[Saved data entries]
- - - - - - -
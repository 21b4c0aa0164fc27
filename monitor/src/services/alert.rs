//! Alert service coordinating evaluators, the cooldown gate and the alert list
//!
//! Each check runs the typhoon, climate and tide evaluators as independent
//! tasks, waits for all of them, then applies the shared cooldown gate and
//! appends survivors to the active list.

use std::sync::atomic::{AtomicBool, Ordering};
use std::sync::Arc;

use chrono::{DateTime, FixedOffset, Utc};
use tokio::sync::{Mutex, RwLock};
use tokio::task::JoinError;
use uuid::Uuid;

use shared::{
    evaluate_climate, evaluate_high_tide, evaluate_typhoons, has_location_fix,
    validate_thresholds, AlertKind, AlertRecord, AlertThresholds, CooldownGate,
};

use crate::config::Config;
use crate::error::{MonitorError, MonitorResult};
use crate::services::notification::AlertSink;
use crate::snapshot::PollSnapshot;

/// Alert service for typhoon, climate anomaly and high tide alerts
pub struct AlertService {
    thresholds: RwLock<AlertThresholds>,
    typhoon_batch_limit: usize,
    gate: Arc<CooldownGate>,
    sink: Arc<dyn AlertSink>,
    active_alerts: Mutex<Vec<AlertRecord>>,
    monitoring: AtomicBool,
}

impl AlertService {
    pub fn new(
        thresholds: AlertThresholds,
        typhoon_batch_limit: usize,
        gate: Arc<CooldownGate>,
        sink: Arc<dyn AlertSink>,
    ) -> Self {
        Self {
            thresholds: RwLock::new(thresholds),
            typhoon_batch_limit,
            gate,
            sink,
            active_alerts: Mutex::new(Vec::new()),
            monitoring: AtomicBool::new(false),
        }
    }

    pub fn from_config(config: &Config, gate: Arc<CooldownGate>, sink: Arc<dyn AlertSink>) -> Self {
        Self::new(
            config.thresholds,
            config.monitor.typhoon_batch_limit,
            gate,
            sink,
        )
    }

    // ========================================================================
    // Monitoring lifecycle
    // ========================================================================

    pub fn start_monitoring(&self) {
        self.monitoring.store(true, Ordering::SeqCst);
        tracing::info!("Alert monitoring started");
    }

    pub fn stop_monitoring(&self) {
        self.monitoring.store(false, Ordering::SeqCst);
        tracing::info!("Alert monitoring stopped");
    }

    pub fn is_monitoring(&self) -> bool {
        self.monitoring.load(Ordering::SeqCst)
    }

    // ========================================================================
    // Thresholds
    // ========================================================================

    pub async fn thresholds(&self) -> AlertThresholds {
        *self.thresholds.read().await
    }

    /// Replace the thresholds; invalid values are rejected and the old ones kept
    pub async fn update_thresholds(&self, thresholds: AlertThresholds) -> MonitorResult<()> {
        validate_thresholds(&thresholds)?;
        *self.thresholds.write().await = thresholds;
        tracing::info!(?thresholds, "Alert thresholds updated");
        Ok(())
    }

    // ========================================================================
    // Checks
    // ========================================================================

    /// Evaluate one poll snapshot and return the alerts that passed the gate.
    ///
    /// `now` is the device-local time; tide times are read on its calendar date.
    pub async fn check_all(
        &self,
        snapshot: &PollSnapshot,
        now: DateTime<FixedOffset>,
    ) -> MonitorResult<Vec<AlertRecord>> {
        if !self.is_monitoring() {
            return Err(MonitorError::MonitoringStopped);
        }

        let thresholds = self.thresholds().await;
        let at = now.with_timezone(&Utc);

        let location = snapshot.location;
        let tracks = snapshot.typhoons.clone();
        let batch_limit = self.typhoon_batch_limit;
        let typhoon_task = tokio::spawn(async move {
            if !has_location_fix(&location) {
                tracing::debug!("No location fix, skipping typhoon check");
                return Vec::new();
            }
            evaluate_typhoons(&location, &tracks, batch_limit, at)
        });

        let weather = snapshot.weather.clone();
        let climate_task = tokio::spawn(async move {
            weather
                .and_then(|reading| evaluate_climate(&reading, &thresholds, at))
                .into_iter()
                .collect::<Vec<_>>()
        });

        let tides = snapshot.tides.clone();
        let tide_task = tokio::spawn(async move {
            evaluate_high_tide(&tides, &now, thresholds.tide_alert_horizon_hours)
                .into_iter()
                .collect::<Vec<_>>()
        });

        let (typhoon, climate, tide) = tokio::join!(typhoon_task, climate_task, tide_task);

        let mut emitted = Vec::new();
        for (kind, outcome) in [
            (AlertKind::Typhoon, typhoon),
            (AlertKind::ClimateAnomaly, climate),
            (AlertKind::HighTide, tide),
        ] {
            emitted.extend(self.admit(kind, outcome, at));
        }

        let mut active = self.active_alerts.lock().await;
        for alert in &emitted {
            tracing::info!(alert_id = %alert.id, kind = %alert.kind, "Alert raised: {}", alert.title);
            active.push(alert.clone());
            self.sink.deliver(alert);
        }

        Ok(emitted)
    }

    /// Apply the cooldown gate to one kind's candidates. All candidates of a
    /// kind from the same check pass or fail together.
    fn admit(
        &self,
        kind: AlertKind,
        outcome: Result<Vec<AlertRecord>, JoinError>,
        at: DateTime<Utc>,
    ) -> Vec<AlertRecord> {
        let candidates = match outcome {
            Ok(candidates) => candidates,
            Err(e) => {
                tracing::warn!(%kind, "Evaluation task failed: {}", e);
                return Vec::new();
            }
        };

        if candidates.is_empty() {
            tracing::debug!(%kind, "No alert");
            return Vec::new();
        }

        if !self.gate.try_fire(kind, at) {
            tracing::debug!(%kind, suppressed = candidates.len(), "Alert suppressed by cooldown");
            return Vec::new();
        }

        candidates
    }

    // ========================================================================
    // Alert list
    // ========================================================================

    pub async fn active_alerts(&self) -> Vec<AlertRecord> {
        self.active_alerts.lock().await.clone()
    }

    /// Remove one alert from the active list. Returns false if it was not there.
    pub async fn dismiss(&self, alert_id: Uuid) -> bool {
        let mut active = self.active_alerts.lock().await;
        let before = active.len();
        active.retain(|alert| alert.id != alert_id);
        active.len() != before
    }

    /// Clear every cooldown so the next check may alert immediately
    pub fn reset_cooldowns(&self) {
        self.gate.reset();
        tracing::info!("Alert cooldowns reset");
    }
}
//! Snapshot replay tests
//!
//! Decodes a recorded poll and runs it through the alert and health services.

use std::sync::Arc;

use dive_safety_monitor::services::{AlertService, HealthService, RecordingSink};
use dive_safety_monitor::{Config, MonitorError, PollSnapshot};
use shared::{evaluate_tides, AlertKind, CooldownGate, HealthAlertLevel, TidePhase, TyphoonTier};

const BUSAN_SNAPSHOT: &str = include_str!("fixtures/busan_snapshot.json");

#[test]
fn test_decode_lenient_fields() {
    let snapshot = PollSnapshot::from_json(BUSAN_SNAPSHOT).unwrap();

    let weather = snapshot.weather.unwrap();
    assert_eq!(weather.wind_speed_ms, Some(17.2));
    assert_eq!(weather.humidity_pct, Some(81.0));
    // Placeholder decodes as missing
    assert_eq!(weather.rain_mm, None);

    assert_eq!(snapshot.tides.len(), 4);
    assert_eq!(snapshot.tides[3].height_label, None);

    let point = &snapshot.typhoons[0].forecasts[0];
    assert_eq!(point.central_pressure_hpa, Some(955.0));

    let vitals = snapshot.vitals.unwrap();
    assert_eq!(vitals.heart_rate_bpm, Some(82.0));
    assert_eq!(vitals.systolic_mmhg, Some(118.0));
}

#[test]
fn test_typhoon_point_gaps_keep_the_rest_of_the_poll() {
    let snapshot = PollSnapshot::from_json(
        r#"{
            "location": {"latitude": 35.1796, "longitude": 129.0756},
            "weather": {"wind_speed_ms": "30"},
            "typhoons": [{
                "sequence_id": "14",
                "announced_at": "202508210400",
                "forecasts": [{"latitude": "32.1", "longitude": "-", "wind_speed_ms": "35"}]
            }]
        }"#,
    )
    .unwrap();

    assert_eq!(snapshot.weather.unwrap().wind_speed_ms, Some(30.0));
    let track = &snapshot.typhoons[0];
    assert_eq!(track.sequence_id, 14);
    assert_eq!(track.forecasts[0].longitude, None);
    assert_eq!(track.forecasts[0].central_pressure_hpa, None);
    assert!(track.forecasts[0].location_label.is_empty());
}

#[tokio::test]
async fn test_incomplete_typhoon_still_raises_climate_alert() {
    let snapshot = PollSnapshot::from_json(
        r#"{
            "location": {"latitude": 35.1796, "longitude": 129.0756},
            "observed_at": "2025-08-21T09:00:00+09:00",
            "weather": {"wind_speed_ms": "30"},
            "typhoons": [{
                "sequence_id": 14,
                "announced_at": "202508210400",
                "forecasts": [{"latitude": "32.1", "longitude": "127.4"}]
            }]
        }"#,
    )
    .unwrap();

    let service = AlertService::from_config(
        &Config::default(),
        Arc::new(CooldownGate::default()),
        Arc::new(RecordingSink::new()),
    );
    service.start_monitoring();
    let alerts = service
        .check_all(&snapshot, snapshot.observed_at.unwrap())
        .await
        .unwrap();

    let kinds: Vec<AlertKind> = alerts.iter().map(|a| a.kind).collect();
    assert_eq!(kinds, vec![AlertKind::ClimateAnomaly]);
    assert_eq!(alerts[0].message, "High wind: 30.0m/s");
}

#[test]
fn test_minimal_snapshot() {
    let snapshot =
        PollSnapshot::from_json(r#"{"location": {"latitude": 33.5, "longitude": 126.5}}"#).unwrap();
    assert_eq!(snapshot, PollSnapshot::new(shared::Coordinate::new(33.5, 126.5)));
}

#[test]
fn test_malformed_snapshot() {
    let result = PollSnapshot::from_json(r#"{"weather": {}}"#);
    assert!(matches!(result, Err(MonitorError::SnapshotParse(_))));

    let result = PollSnapshot::from_path("does/not/exist.json");
    assert!(matches!(result, Err(MonitorError::SnapshotIo(_))));
}

#[tokio::test]
async fn test_replay_snapshot() {
    let snapshot = PollSnapshot::from_json(BUSAN_SNAPSHOT).unwrap();
    let now = snapshot.observed_at.unwrap();
    let config = Config::default();

    let sink = Arc::new(RecordingSink::new());
    let service = AlertService::from_config(&config, Arc::new(CooldownGate::default()), sink.clone());
    service.start_monitoring();

    let alerts = service.check_all(&snapshot, now).await.unwrap();
    let kinds: Vec<AlertKind> = alerts.iter().map(|a| a.kind).collect();
    assert_eq!(
        kinds,
        vec![AlertKind::Typhoon, AlertKind::ClimateAnomaly, AlertKind::HighTide]
    );
    assert_eq!(alerts[0].title, TyphoonTier::Warning.title());
    assert!(alerts[0].message.starts_with("Typhoon No.11 approaching"));
    assert_eq!(alerts[1].message, "High wind: 17.2m/s, High waves: 3.8m");
    assert_eq!(sink.delivered().len(), 3);

    let outlook = evaluate_tides(&snapshot.tides, &now, config.thresholds.tide_alert_horizon_hours)
        .unwrap();
    assert_eq!(outlook.phase, TidePhase::Low);
    assert_eq!(outlook.next.event.local_time, "18:00");

    let health = HealthService::from_config(&config).assess(
        &snapshot.vitals.unwrap(),
        now.with_timezone(&chrono::Utc),
    );
    assert_eq!(health.heart_rate.unwrap().level, HealthAlertLevel::Normal);
    assert!(health.emergency.is_none());
}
- - - - - - -
### [WORK TO BE COMPLETED]
Would you report every line of the entries above containing the word "false"?

### [ANSWER FOR THE TASK]
            monitoring: AtomicBool::new(false),
        self.monitoring.store(false, Ordering::SeqCst);
    /// Remove one alert from the active list. Returns false if it was not there.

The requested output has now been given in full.